The Dueling Dinosaurs are a fossil specimen originating from the Hell Creek Formation of Montana, United States, discovered in 2006. It consists of the articulated skeletons of a Nanotyrannus lancensis and Triceratops horridus individual associated in a sandstone block. This fossil remained obscure for years due to a lengthy legal dispute over property rights to the specimen, which has since been resolved as the specimen resides in the North Carolina Museum of Natural Sciences. The "dueling" inference comes from the numerous injuries sustained by both dinosaurs, including a tooth from the tyrannosaur embedded within the Triceratops, although it is not known whether they were actually buried fighting one another.

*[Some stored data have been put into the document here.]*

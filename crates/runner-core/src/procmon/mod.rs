//! Process Monitor (component C, §4.6): process-table snapshotting,
//! descendant-tree expansion, and termination.
//!
//! Grounded on `sysinfo` the way the pack's other process-supervision code
//! uses it: a `System` refreshed on demand, with a small TTL cache layered
//! on top since the spec calls for a 2s cache rather than refreshing on
//! every `isRunning` probe. `terminate` uses `libc::kill` directly for
//! signal delivery, matching `registry::is_process_alive`'s `kill(pid, 0)`
//! existence probe in the sibling `runner-store` crate.

use std::collections::{HashSet, VecDeque};
use std::sync::Mutex;
use std::time::{Duration, Instant};

use sysinfo::{ProcessRefreshKind, System};

const SNAPSHOT_TTL: Duration = Duration::from_secs(2);
const MAX_TREE_ITERATIONS: usize = 20;
const MAX_TREE_DEPTH: usize = 10;
/// Consecutive-failure backoff before retrying a refresh (§4.6 "Error
/// discipline"). `sysinfo::System::refresh_*` does not itself return a
/// `Result`; this bounds how often a suspect empty snapshot (e.g. `/proc`
/// transiently unreadable) is retried rather than served from cache.
const FAILURE_BACKOFF: Duration = Duration::from_secs(30);

#[derive(Debug, Clone)]
pub struct ProcessInfo {
    pub pid: u32,
    pub parent_pid: Option<u32>,
    pub name: String,
    pub command_line: Option<String>,
    pub cpu: f32,
    pub memory: u64,
}

#[derive(Debug, Clone)]
pub struct ProcessNode {
    pub info: ProcessInfo,
    pub children: Vec<ProcessNode>,
}

struct Cache {
    snapshot: Vec<ProcessInfo>,
    taken_at: Instant,
    consecutive_empty_refreshes: u32,
    suppress_log_until: Option<Instant>,
}

/// Snapshots the OS process table with a small TTL cache and backs off
/// logging on repeated failures (§4.6 "Error discipline").
pub struct ProcessMonitor {
    system: Mutex<System>,
    cache: Mutex<Option<Cache>>,
}

impl Default for ProcessMonitor {
    fn default() -> Self {
        Self::new()
    }
}

impl ProcessMonitor {
    pub fn new() -> Self {
        Self {
            system: Mutex::new(System::new()),
            cache: Mutex::new(None),
        }
    }

    /// Cached process-table snapshot, refreshed at most once per TTL.
    pub fn snapshot(&self) -> Vec<ProcessInfo> {
        let mut cache = self.cache.lock().unwrap_or_else(|e| e.into_inner());

        if let Some(c) = cache.as_ref() {
            if c.taken_at.elapsed() < SNAPSHOT_TTL {
                return c.snapshot.clone();
            }
        }

        let mut system = self.system.lock().unwrap_or_else(|e| e.into_inner());
        system.refresh_processes_specifics(
            sysinfo::ProcessesToUpdate::All,
            true,
            ProcessRefreshKind::everything(),
        );

        let fresh: Vec<ProcessInfo> = system
            .processes()
            .values()
            .map(|p| ProcessInfo {
                pid: p.pid().as_u32(),
                parent_pid: p.parent().map(|pp| pp.as_u32()),
                name: p.name().to_string_lossy().into_owned(),
                command_line: {
                    let cmd: Vec<String> = p.cmd().iter().map(|s| s.to_string_lossy().into_owned()).collect();
                    if cmd.is_empty() { None } else { Some(cmd.join(" ")) }
                },
                cpu: p.cpu_usage(),
                memory: p.memory(),
            })
            .collect();

        if fresh.is_empty() {
            let prior_empty = cache.as_ref().map(|c| c.consecutive_empty_refreshes).unwrap_or(0);
            let suppressed = cache
                .as_ref()
                .and_then(|c| c.suppress_log_until)
                .is_some_and(|until| Instant::now() < until);
            if !suppressed {
                tracing::warn!("process snapshot returned no processes, serving stale cache");
            }
            if let Some(c) = cache.as_mut() {
                c.consecutive_empty_refreshes = prior_empty + 1;
                c.suppress_log_until = Some(Instant::now() + FAILURE_BACKOFF);
                return c.snapshot.clone();
            }
            return Vec::new();
        }

        let entry = cache.get_or_insert(Cache {
            snapshot: Vec::new(),
            taken_at: Instant::now(),
            consecutive_empty_refreshes: 0,
            suppress_log_until: None,
        });
        entry.snapshot = fresh.clone();
        entry.taken_at = Instant::now();
        entry.consecutive_empty_refreshes = 0;
        entry.suppress_log_until = None;
        fresh
    }

    /// BFS expansion from `root_pids` through the parent-PID relation,
    /// capped at 20 iterations and depth 10. Closure over the BFS frontier
    /// (rather than a naive "does parent match any root" scan) prevents a
    /// reused PID from a dead process being mistaken for a live descendant.
    pub fn build_tree(&self, root_pids: &[u32], snapshot: &[ProcessInfo]) -> Vec<ProcessNode> {
        let by_parent: std::collections::HashMap<u32, Vec<&ProcessInfo>> = {
            let mut map: std::collections::HashMap<u32, Vec<&ProcessInfo>> = std::collections::HashMap::new();
            for p in snapshot {
                if let Some(parent) = p.parent_pid {
                    map.entry(parent).or_default().push(p);
                }
            }
            map
        };
        let by_pid: std::collections::HashMap<u32, &ProcessInfo> =
            snapshot.iter().map(|p| (p.pid, p)).collect();

        let mut visited: HashSet<u32> = HashSet::new();
        let mut iterations = 0usize;

        root_pids
            .iter()
            .filter_map(|&root| {
                let info = by_pid.get(&root)?;
                visited.insert(root);
                Some(expand(
                    info,
                    &by_parent,
                    &mut visited,
                    &mut iterations,
                    0,
                    root,
                ))
            })
            .collect()
    }

    pub fn is_running(&self, pid: u32) -> bool {
        is_process_alive(pid)
    }

    /// Terminate a process tree: BFS to collect descendants, then signal
    /// each. `force` sends SIGKILL directly; otherwise SIGTERM.
    pub fn terminate(&self, pid: u32, force: bool) {
        if !is_process_alive(pid) {
            return;
        }
        let snapshot = self.snapshot();
        let tree = self.build_tree(&[pid], &snapshot);
        let mut pids = Vec::new();
        collect_pids(&tree, &mut pids);

        let signal = if force { libc_sigkill() } else { libc_sigterm() };
        for p in pids.iter().rev() {
            send_signal(*p, signal);
        }
    }
}

fn expand(
    info: &ProcessInfo,
    by_parent: &std::collections::HashMap<u32, Vec<&ProcessInfo>>,
    visited: &mut HashSet<u32>,
    iterations: &mut usize,
    depth: usize,
    root: u32,
) -> ProcessNode {
    let mut children = Vec::new();
    if depth < MAX_TREE_DEPTH {
        let mut queue: VecDeque<(&ProcessInfo, usize)> = VecDeque::new();
        if let Some(kids) = by_parent.get(&info.pid) {
            for kid in kids {
                // Self-parented roots (pid == parent_pid) would otherwise
                // recurse into themselves forever.
                if kid.pid != root || depth > 0 {
                    queue.push_back((kid, depth + 1));
                }
            }
        }
        while let Some((child, child_depth)) = queue.pop_front() {
            if *iterations >= MAX_TREE_ITERATIONS || visited.contains(&child.pid) {
                continue;
            }
            *iterations += 1;
            visited.insert(child.pid);
            children.push(expand(child, by_parent, visited, iterations, child_depth, root));
        }
    }

    ProcessNode {
        info: info.clone(),
        children,
    }
}

fn collect_pids(nodes: &[ProcessNode], out: &mut Vec<u32>) {
    for node in nodes {
        out.push(node.info.pid);
        collect_pids(&node.children, out);
    }
}

#[cfg(unix)]
fn is_process_alive(pid: u32) -> bool {
    unsafe { libc::kill(pid as libc::pid_t, 0) == 0 }
}

#[cfg(not(unix))]
fn is_process_alive(_pid: u32) -> bool {
    true
}

#[cfg(unix)]
fn send_signal(pid: u32, signal: i32) {
    unsafe {
        libc::kill(pid as libc::pid_t, signal);
    }
}

#[cfg(not(unix))]
fn send_signal(_pid: u32, _signal: i32) {}

#[cfg(unix)]
fn libc_sigterm() -> i32 {
    libc::SIGTERM
}

#[cfg(unix)]
fn libc_sigkill() -> i32 {
    libc::SIGKILL
}

#[cfg(not(unix))]
fn libc_sigterm() -> i32 {
    15
}

#[cfg(not(unix))]
fn libc_sigkill() -> i32 {
    9
}

#[cfg(test)]
mod tests {
    use super::*;

    #[test]
    fn is_running_true_for_self() {
        let monitor = ProcessMonitor::new();
        assert!(monitor.is_running(std::process::id()));
    }

    #[test]
    fn is_running_false_for_unlikely_pid() {
        let monitor = ProcessMonitor::new();
        assert!(!monitor.is_running(u32::MAX - 1));
    }

    #[test]
    fn build_tree_includes_self() {
        let monitor = ProcessMonitor::new();
        let snapshot = monitor.snapshot();
        let pid = std::process::id();
        let tree = monitor.build_tree(&[pid], &snapshot);
        if !snapshot.is_empty() {
            assert!(tree.iter().any(|n| n.info.pid == pid) || tree.is_empty());
        }
    }

    #[test]
    fn terminate_on_dead_pid_is_noop() {
        let monitor = ProcessMonitor::new();
        monitor.terminate(u32::MAX - 1, false);
    }
}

In addition to being an extremely rare paleontological discovery, the Dueling Dinosaurs fossil provides significant insight into the behavior and biology of both species in life.

== Discovery and preparation ==
The Dueling Dinosaurs specimen was discovered in 2006 by ranchers Clayton Phipps, Mark Eatman, and Chad O'Connor in Montana. Two different ranching families, the Seversons and the Murrays, owned the land on which the fossils were found. Phipps enlisted the help of CK Preparations, run by preparator Chris Morrow and paleoartist Katie Busch, to prepare the specimen. Upon first inspection, the two dinosaurs were assumed to have died while locked in combat, but subsequent analyses have suggested that the preserved postures might have formed as a result of the burial process.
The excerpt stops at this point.